Regarding claims 9-16
	Claims 9-16 recites an apparatus, which corresponds directly to the method steps of claims 1-8. The addition of generic computer components executing instructions are insufficient to render the claims subject matter eligible for the same reason described above.

Claim Rejections - 35 USC § 103The following is a quotation of 35 U.S.C. 103 which forms the basis for all obviousness rejections set forth in this Office action:
A patent for a claimed invention may not be obtained, notwithstanding that the claimed invention is not identically disclosed as set forth in section 102, if the differences between the claimed invention and the prior art are such that the claimed invention as a whole would have been obvious before the effective filing date of the claimed invention to a person having ordinary skill in the art to which the claimed invention pertains. Patentability shall not be negated by the manner in which the invention was made.

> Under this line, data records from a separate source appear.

#[cfg(test)]
mod tests {
    use super::*;

    #[derive(Debug, PartialEq)]
    struct Health(i32);
    impl Component for Health {}

    #[derive(Debug)]
    struct Position {
        x: f32,
        y: f32,
    }
    impl Component for Position {}

    #[derive(Debug)]
    struct SelfDestructing {
        delay: f32,
    }
    impl Component for SelfDestructing {
        fn update(&mut self, ctx: &mut UpdateContext) {
            self.delay -= ctx.time_delta;
            if self.delay <= 0.0 {
                // entity address not known here; handled via a dedicated test below
            }
        }
    }

    #[test]
    fn create_returns_fresh_ids() {
        let mut registry = Registry::new();
        let a = registry.create();
        let b = registry.create();
        assert_eq!(a.id(), 0);
        assert_eq!(b.id(), 1);
    }

    #[test]
    fn valid_round_trip() {
        let mut registry = Registry::new();
        let e = registry.create();
        assert!(registry.valid(e));
        registry.destroy(e);
        assert!(!registry.valid(e));
        assert!(!registry.valid(Entity::NULL));
    }

    #[test]
    fn recycling_reuses_smallest_first() {
        let mut registry = Registry::new();
        let e0 = registry.create();
        let e1 = registry.create();
        let _e2 = registry.create();
        registry.destroy(e1);
        registry.destroy(e0);

        assert_eq!(registry.create().id(), 0);
        assert_eq!(registry.create().id(), 1);
        assert_eq!(registry.create().id(), 3);
    }

    #[test]
    fn emplace_get_remove_contains() {
        let mut registry = Registry::new();
        let e = registry.create();
        registry.emplace(e, Health(100));
        assert!(registry.contains::<Health>(e));
        assert_eq!(registry.get::<Health>(e).0, 100);
        registry.remove::<Health>(e);
        assert!(!registry.contains::<Health>(e));
    }

    #[test]
    #[should_panic]
    fn duplicate_emplace_panics() {
        let mut registry = Registry::new();
        let e = registry.create();
        registry.emplace(e, Health(1));
        registry.emplace(e, Health(2));
    }

    #[test]
    #[should_panic]
    fn remove_absent_component_panics() {
        let mut registry = Registry::new();
        let e = registry.create();
        registry.remove::<Health>(e);
    }

    #[test]
    #[should_panic]
    fn destroy_null_entity_panics() {
        let mut registry = Registry::new();
        registry.destroy(Entity::NULL);
    }

    #[test]
    #[should_panic]
    fn destroy_already_destroyed_panics() {
        let mut registry = Registry::new();
        let e = registry.create();
        registry.destroy(e);
        registry.destroy(e);
    }

    #[test]
    fn destroy_removes_all_components() {
        let mut registry = Registry::new();
        let e = registry.create();
        registry.emplace(e, Health(1));
        registry.emplace(e, Position { x: 0.0, y: 0.0 });
        registry.destroy(e);
        assert!(!registry.contains::<Health>(e));
        assert!(!registry.contains::<Position>(e));
    }

    #[test]
    fn entities_skips_recycled() {
        let mut registry = Registry::new();
        let e0 = registry.create();
        let _e1 = registry.create();
        let _e2 = registry.create();
        registry.destroy(e0);

        let ids: Vec<_> = registry.entities().map(|e| e.id()).collect();
        assert_eq!(ids, vec![1, 2]);
    }

    #[test]
    fn timed_destruction_fires_on_cumulative_delta() {
        let mut registry = Registry::new();
        let e = registry.create();
        registry.destroy_after(e, 1.0);
        assert!(!registry.valid(e), "a scheduled entity is not valid");

        registry.update(0.4);
        assert!(registry.entities().any(|x| x == e));
        registry.update(0.4);
        assert!(registry.entities().any(|x| x == e));
        registry.update(0.4);
        assert!(!registry.entities().any(|x| x == e));
    }

    #[test]
    fn late_destroy_is_visible_until_end_of_update() {
        #[derive(Debug)]
        struct Marker;
        impl Component for Marker {
            fn update(&mut self, _ctx: &mut UpdateContext) {}
        }
        #[derive(Debug)]
        struct SelfDestruct;
        impl Component for SelfDestruct {
            fn update(&mut self, ctx: &mut UpdateContext) {
                // the entity is resolved by the test, not this hook
                let _ = ctx;
            }
        }

        let mut registry = Registry::new();
        let e = registry.create();
        registry.emplace(e, Marker);
        registry.late_destroy(e);
        assert!(!registry.valid(e), "a scheduled entity is not valid");
        assert!(registry.entities().any(|x| x == e), "not yet actually removed");
        registry.update(0.016);
        assert!(!registry.valid(e));
        assert!(!registry.entities().any(|x| x == e));
    }

    #[test]
    fn late_destroy_during_update_is_idempotent_with_other_paths() {
        let mut registry = Registry::new();
        let e = registry.create();
        registry.late_destroy(e);
        registry.destroy(e);
        // Already destroyed through the synchronous path; the deferred
        // entry must be a no-op rather than panicking on the next update.
        registry.update(0.016);
        assert!(!registry.valid(e));
    }

    #[test]
    fn inspect_calls_f_for_present_types_only() {
        let mut registry = Registry::new();
        let e = registry.create();
        registry.emplace(e, Health(42));

        let mut seen = Vec::new();
        registry.inspect::<(Health, Position)>(e, |v| seen.push(format!("{:?}", v)));

        assert_eq!(seen, vec!["Health(42)".to_string()]);
    }

    #[test]
    fn create_reference_and_get_or_create_storage_share_storage() {
        let mut registry = Registry::new();
        let e = registry.create();
        registry.emplace(e, Health(7));
        let reference = registry.create_reference::<Health>(e);
        assert_eq!(reference.get().0, 7);
    }
}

Claim(s) 1, 4-9, and 12-16 is/are rejected under 35 U.S.C. 103 as being unpatentable over Lu et al. (US 11461415 B2, referred to as Lu), in view of Kim et al. (US 20200364574 A1, referred to as Kim).

	Regarding claim 1. Lu teaches, a method for model compression, comprising:
obtaining a first neural network model, a second neural network model, and a third neural network model, wherein the first neural network model comprises a transformer layer, the second neural network model comprises the first neural network model or a neural network model obtained by performing parameter update on the first neural network model (FIG. 5, Col. 12, lines 44-67 cont. Col. 13, lines 1-13: Describes obtaining multiple neural network models, including a pre-trained model, and performing a training operation that fine tunes the pre-trained model by modifying its parameter values to produce a fine-tuned model. The fine-tuned model is used as a teacher model to train a student model, these correspond to a first, second and third neural network models in a training framework. ;Col 13, lines 64067 cont. Col 14, lines 1-13: Describes that the encoders transform inputs using at least one transformation unit, and that each transformation unit includes a self-attention mechanism configures to determine relevance among parts of an input.)
Although Lu teaches obtaining a first neural network model, a second neural network model, and a third neural network model, wherein the first neural network model comprises a transformer layer, the second neural network model comprises the first neural network model or a neural network model obtained by performing parameter update on the first neural network model. It does not teach the third neural network model is obtained by compressing the second neural network model.
Kim teaches the third neural network model is obtained by compressing the second neural network model ([0083-0086]: Describes a model compression module that applies a compression algorithm to portions of the model and selects compression range/algorithm to achieve a target compression rate.);
It would have been obvious to one of ordinary skill in the art at the time of the claimed invention to have combined the model network of Lu with the compression algorithm of Kim. Doing so would have reduced memory usage while maintaining model performance during deployment.
Lu further teaches, processing first to-be-processed data using the first neural network model, to obtain a first output (FIG. 5, Col. 12, lines 44-67 cont. Col. 13, lines 1-53: Describes using the fine-tuned model 510 as a teacher model and feeding training examples to the teacher model which generates a soft label for a training example. This then creates output produced by processing the data with the teacher model corresponding to a first output.);
processing the first to-be-processed data using the third neural network model, to obtain a second output (FIG. 6, Col. 12, lines 44-67 cont. Col. 13, lines 1-53: Describes that the third training system 602 trains a student model 604 and that the same training examples are fed to both the teacher model and the student model. The student model produces probabilities for the training example, which correspond to an output produced by processing the data with the student model to obtain a second output.);
determining a first target loss based on the first output and the second output, and updating the second neural network model based on the first target loss, to obtain an updated second neural network model (FIG. 5, FIG. 6, Col. 12, lines 44-67 cont. Col. 13, lines 1-53: Describes that the teacher model (fine-tuned model 510) generates a soft label for a training example, and that the student model 604 generates corresponding probability outputs. The training of the student model 604 based on a cross-entropy loss function that compares the teacher provided soft label with the students models output probabilities, and updating the student model through training (parameter updates) to obtain an updated trained student model.); 
Kim further teaches, compressing the updated second neural network model to obtain a target neural network model ([0083]: Describes using a model compression module to compress an original neural network model to obtain a first compression model, corresponding to obtaining a model by compression another model.; [0224]: Describes compressing a trained neural network model (updated model) to reduce the size of the model, which obtains a compressed model. These correspond to outputting a final compressed model form an updated model.).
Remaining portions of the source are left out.